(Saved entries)
++++++++

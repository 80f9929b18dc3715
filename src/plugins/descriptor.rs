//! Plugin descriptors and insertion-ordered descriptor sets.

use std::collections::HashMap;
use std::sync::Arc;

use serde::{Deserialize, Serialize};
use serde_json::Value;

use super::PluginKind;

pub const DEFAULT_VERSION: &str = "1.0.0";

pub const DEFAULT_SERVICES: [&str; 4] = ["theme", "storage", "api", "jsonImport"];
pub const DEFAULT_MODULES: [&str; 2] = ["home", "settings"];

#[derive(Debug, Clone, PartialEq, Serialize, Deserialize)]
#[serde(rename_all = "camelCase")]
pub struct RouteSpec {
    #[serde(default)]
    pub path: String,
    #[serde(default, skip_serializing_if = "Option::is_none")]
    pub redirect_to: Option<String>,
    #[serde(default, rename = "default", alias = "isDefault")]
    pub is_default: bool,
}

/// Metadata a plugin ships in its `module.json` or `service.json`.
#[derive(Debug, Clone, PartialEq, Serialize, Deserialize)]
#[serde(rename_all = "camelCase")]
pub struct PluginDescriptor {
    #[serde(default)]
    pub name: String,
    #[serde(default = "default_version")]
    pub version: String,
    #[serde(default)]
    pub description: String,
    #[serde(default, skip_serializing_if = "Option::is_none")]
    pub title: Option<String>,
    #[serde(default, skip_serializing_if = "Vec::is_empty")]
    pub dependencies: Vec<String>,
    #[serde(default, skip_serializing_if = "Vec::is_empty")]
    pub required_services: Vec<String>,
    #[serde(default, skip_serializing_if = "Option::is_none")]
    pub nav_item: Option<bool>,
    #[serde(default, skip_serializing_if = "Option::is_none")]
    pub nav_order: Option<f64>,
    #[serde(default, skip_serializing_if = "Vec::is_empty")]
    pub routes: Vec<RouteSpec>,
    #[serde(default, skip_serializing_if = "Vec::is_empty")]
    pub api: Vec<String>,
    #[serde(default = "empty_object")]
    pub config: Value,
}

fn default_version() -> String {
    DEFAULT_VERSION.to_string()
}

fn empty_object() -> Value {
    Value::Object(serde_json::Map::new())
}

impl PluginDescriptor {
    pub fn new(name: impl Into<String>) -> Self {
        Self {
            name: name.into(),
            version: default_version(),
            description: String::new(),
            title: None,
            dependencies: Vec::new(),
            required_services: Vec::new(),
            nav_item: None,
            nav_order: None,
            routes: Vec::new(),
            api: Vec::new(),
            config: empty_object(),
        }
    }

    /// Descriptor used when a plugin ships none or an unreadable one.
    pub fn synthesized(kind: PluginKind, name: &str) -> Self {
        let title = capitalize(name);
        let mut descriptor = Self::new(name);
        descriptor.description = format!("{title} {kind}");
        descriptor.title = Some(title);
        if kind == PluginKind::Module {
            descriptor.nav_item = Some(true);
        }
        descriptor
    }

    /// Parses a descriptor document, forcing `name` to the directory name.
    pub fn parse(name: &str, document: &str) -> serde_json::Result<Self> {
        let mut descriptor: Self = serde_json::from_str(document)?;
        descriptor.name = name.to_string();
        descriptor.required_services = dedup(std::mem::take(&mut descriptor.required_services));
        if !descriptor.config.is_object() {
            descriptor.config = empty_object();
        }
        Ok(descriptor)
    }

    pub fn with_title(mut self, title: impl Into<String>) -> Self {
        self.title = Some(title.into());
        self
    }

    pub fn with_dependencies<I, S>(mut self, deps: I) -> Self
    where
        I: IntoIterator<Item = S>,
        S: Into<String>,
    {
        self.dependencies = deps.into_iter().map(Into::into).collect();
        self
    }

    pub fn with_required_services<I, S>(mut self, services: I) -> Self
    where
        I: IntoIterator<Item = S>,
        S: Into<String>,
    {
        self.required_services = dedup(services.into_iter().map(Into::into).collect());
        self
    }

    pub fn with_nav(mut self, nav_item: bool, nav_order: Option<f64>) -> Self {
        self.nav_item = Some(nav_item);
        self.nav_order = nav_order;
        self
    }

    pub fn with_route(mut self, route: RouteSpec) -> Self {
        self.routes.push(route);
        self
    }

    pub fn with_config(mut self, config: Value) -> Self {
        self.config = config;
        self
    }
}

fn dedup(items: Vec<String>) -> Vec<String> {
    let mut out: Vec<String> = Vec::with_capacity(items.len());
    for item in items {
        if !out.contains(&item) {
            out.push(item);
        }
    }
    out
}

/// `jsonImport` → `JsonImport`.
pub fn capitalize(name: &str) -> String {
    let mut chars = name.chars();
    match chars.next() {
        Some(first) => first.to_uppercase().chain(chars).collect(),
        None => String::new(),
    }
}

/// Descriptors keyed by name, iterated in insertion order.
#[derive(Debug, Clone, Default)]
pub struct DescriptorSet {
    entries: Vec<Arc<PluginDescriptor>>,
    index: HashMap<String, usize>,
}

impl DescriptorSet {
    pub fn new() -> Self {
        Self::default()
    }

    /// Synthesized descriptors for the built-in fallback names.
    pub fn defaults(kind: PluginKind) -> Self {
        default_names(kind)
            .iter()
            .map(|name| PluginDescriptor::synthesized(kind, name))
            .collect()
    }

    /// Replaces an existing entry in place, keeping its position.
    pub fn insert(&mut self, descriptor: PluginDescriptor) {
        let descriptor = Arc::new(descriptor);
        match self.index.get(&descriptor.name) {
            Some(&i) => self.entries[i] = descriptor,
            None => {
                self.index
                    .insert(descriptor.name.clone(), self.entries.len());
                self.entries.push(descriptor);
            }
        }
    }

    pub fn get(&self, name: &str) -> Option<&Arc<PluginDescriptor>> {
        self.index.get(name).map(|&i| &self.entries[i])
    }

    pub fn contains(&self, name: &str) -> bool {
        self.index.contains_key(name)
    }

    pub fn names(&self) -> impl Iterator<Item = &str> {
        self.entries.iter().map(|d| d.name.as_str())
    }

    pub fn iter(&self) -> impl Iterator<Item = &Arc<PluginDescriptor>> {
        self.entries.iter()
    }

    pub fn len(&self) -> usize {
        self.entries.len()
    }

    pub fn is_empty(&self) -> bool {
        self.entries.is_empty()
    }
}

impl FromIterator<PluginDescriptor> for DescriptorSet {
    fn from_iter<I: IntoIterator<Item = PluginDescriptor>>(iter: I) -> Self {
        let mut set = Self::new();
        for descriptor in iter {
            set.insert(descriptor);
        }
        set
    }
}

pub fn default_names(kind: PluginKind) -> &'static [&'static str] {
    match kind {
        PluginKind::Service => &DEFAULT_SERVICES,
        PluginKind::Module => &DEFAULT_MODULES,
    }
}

++++++++

▶ _Problem description_
Every entry, from first to last, should be written out exactly.

▶ _Answer for this exercise_
repository 80f9929b18dc3715
filename src/plugins/descriptor.rs
//! Plugin descriptors and insertion-ordered descriptor sets.

use std::collections::HashMap;
use std::sync::Arc;

use serde::{Deserialize, Serialize};
use serde_json::Value;

use super::PluginKind;

pub const DEFAULT_VERSION: &str = "1.0.0";

pub const DEFAULT_SERVICES: [&str; 4] = ["theme", "storage", "api", "jsonImport"];
pub const DEFAULT_MODULES: [&str; 2] = ["home", "settings"];

#[derive(Debug, Clone, PartialEq, Serialize, Deserialize)]
#[serde(rename_all = "camelCase")]
pub struct RouteSpec {
    #[serde(default)]
    pub path: String,
    #[serde(default, skip_serializing_if = "Option::is_none")]
    pub redirect_to: Option<String>,
    #[serde(default, rename = "default", alias = "isDefault")]
    pub is_default: bool,
}

/// Metadata a plugin ships in its `module.json` or `service.json`.
#[derive(Debug, Clone, PartialEq, Serialize, Deserialize)]
#[serde(rename_all = "camelCase")]
pub struct PluginDescriptor {
    #[serde(default)]
    pub name: String,
    #[serde(default = "default_version")]
    pub version: String,
    #[serde(default)]
    pub description: String,
    #[serde(default, skip_serializing_if = "Option::is_none")]
    pub title: Option<String>,
    #[serde(default, skip_serializing_if = "Vec::is_empty")]
    pub dependencies: Vec<String>,
    #[serde(default, skip_serializing_if = "Vec::is_empty")]
    pub required_services: Vec<String>,
    #[serde(default, skip_serializing_if = "Option::is_none")]
    pub nav_item: Option<bool>,
    #[serde(default, skip_serializing_if = "Option::is_none")]
    pub nav_order: Option<f64>,
    #[serde(default, skip_serializing_if = "Vec::is_empty")]
    pub routes: Vec<RouteSpec>,
    #[serde(default, skip_serializing_if = "Vec::is_empty")]
    pub api: Vec<String>,
    #[serde(default = "empty_object")]
    pub config: Value,
}

fn default_version() -> String {
    DEFAULT_VERSION.to_string()
}

fn empty_object() -> Value {
    Value::Object(serde_json::Map::new())
}

impl PluginDescriptor {
    pub fn new(name: impl Into<String>) -> Self {
        Self {
            name: name.into(),
            version: default_version(),
            description: String::new(),
            title: None,
            dependencies: Vec::new(),
            required_services: Vec::new(),
            nav_item: None,
            nav_order: None,
            routes: Vec::new(),
            api: Vec::new(),
            config: empty_object(),
        }
    }

    /// Descriptor used when a plugin ships none or an unreadable one.
    pub fn synthesized(kind: PluginKind, name: &str) -> Self {
        let title = capitalize(name);
        let mut descriptor = Self::new(name);
        descriptor.description = format!("{title} {kind}");
        descriptor.title = Some(title);
        if kind == PluginKind::Module {
            descriptor.nav_item = Some(true);
        }
        descriptor
    }

    /// Parses a descriptor document, forcing `name` to the directory name.
    pub fn parse(name: &str, document: &str) -> serde_json::Result<Self> {
        let mut descriptor: Self = serde_json::from_str(document)?;
        descriptor.name = name.to_string();
        descriptor.required_services = dedup(std::mem::take(&mut descriptor.required_services));
        if !descriptor.config.is_object() {
            descriptor.config = empty_object();
        }
        Ok(descriptor)
    }

    pub fn with_title(mut self, title: impl Into<String>) -> Self {
        self.title = Some(title.into());
        self
    }

    pub fn with_dependencies<I, S>(mut self, deps: I) -> Self
    where
        I: IntoIterator<Item = S>,
        S: Into<String>,
    {
        self.dependencies = deps.into_iter().map(Into::into).collect();
        self
    }

    pub fn with_required_services<I, S>(mut self, services: I) -> Self
    where
        I: IntoIterator<Item = S>,
        S: Into<String>,
    {
        self.required_services = dedup(services.into_iter().map(Into::into).collect());
        self
    }

    pub fn with_nav(mut self, nav_item: bool, nav_order: Option<f64>) -> Self {
        self.nav_item = Some(nav_item);
        self.nav_order = nav_order;
        self
    }

    pub fn with_route(mut self, route: RouteSpec) -> Self {
        self.routes.push(route);
        self
    }

    pub fn with_config(mut self, config: Value) -> Self {
        self.config = config;
        self
    }
}

fn dedup(items: Vec<String>) -> Vec<String> {
    let mut out: Vec<String> = Vec::with_capacity(items.len());
    for item in items {
        if !out.contains(&item) {
            out.push(item);
        }
    }
    out
}

/// `jsonImport` → `JsonImport`.
pub fn capitalize(name: &str) -> String {
    let mut chars = name.chars();
    match chars.next() {
        Some(first) => first.to_uppercase().chain(chars).collect(),
        None => String::new(),
    }
}

/// Descriptors keyed by name, iterated in insertion order.
#[derive(Debug, Clone, Default)]
pub struct DescriptorSet {
    entries: Vec<Arc<PluginDescriptor>>,
    index: HashMap<String, usize>,
}

impl DescriptorSet {
    pub fn new() -> Self {
        Self::default()
    }

    /// Synthesized descriptors for the built-in fallback names.
    pub fn defaults(kind: PluginKind) -> Self {
        default_names(kind)
            .iter()
            .map(|name| PluginDescriptor::synthesized(kind, name))
            .collect()
    }

    /// Replaces an existing entry in place, keeping its position.
    pub fn insert(&mut self, descriptor: PluginDescriptor) {
        let descriptor = Arc::new(descriptor);
        match self.index.get(&descriptor.name) {
            Some(&i) => self.entries[i] = descriptor,
            None => {
                self.index
                    .insert(descriptor.name.clone(), self.entries.len());
                self.entries.push(descriptor);
            }
        }
    }

    pub fn get(&self, name: &str) -> Option<&Arc<PluginDescriptor>> {
        self.index.get(name).map(|&i| &self.entries[i])
    }

    pub fn contains(&self, name: &str) -> bool {
        self.index.contains_key(name)
    }

    pub fn names(&self) -> impl Iterator<Item = &str> {
        self.entries.iter().map(|d| d.name.as_str())
    }

    pub fn iter(&self) -> impl Iterator<Item = &Arc<PluginDescriptor>> {
        self.entries.iter()
    }

    pub fn len(&self) -> usize {
        self.entries.len()
    }

    pub fn is_empty(&self) -> bool {
        self.entries.is_empty()
    }
}

impl FromIterator<PluginDescriptor> for DescriptorSet {
    fn from_iter<I: IntoIterator<Item = PluginDescriptor>>(iter: I) -> Self {
        let mut set = Self::new();
        for descriptor in iter {
            set.insert(descriptor);
        }
        set
    }
}

pub fn default_names(kind: PluginKind) -> &'static [&'static str] {
    match kind {
        PluginKind::Service => &DEFAULT_SERVICES,
        PluginKind::Module => &DEFAULT_MODULES,
    }
}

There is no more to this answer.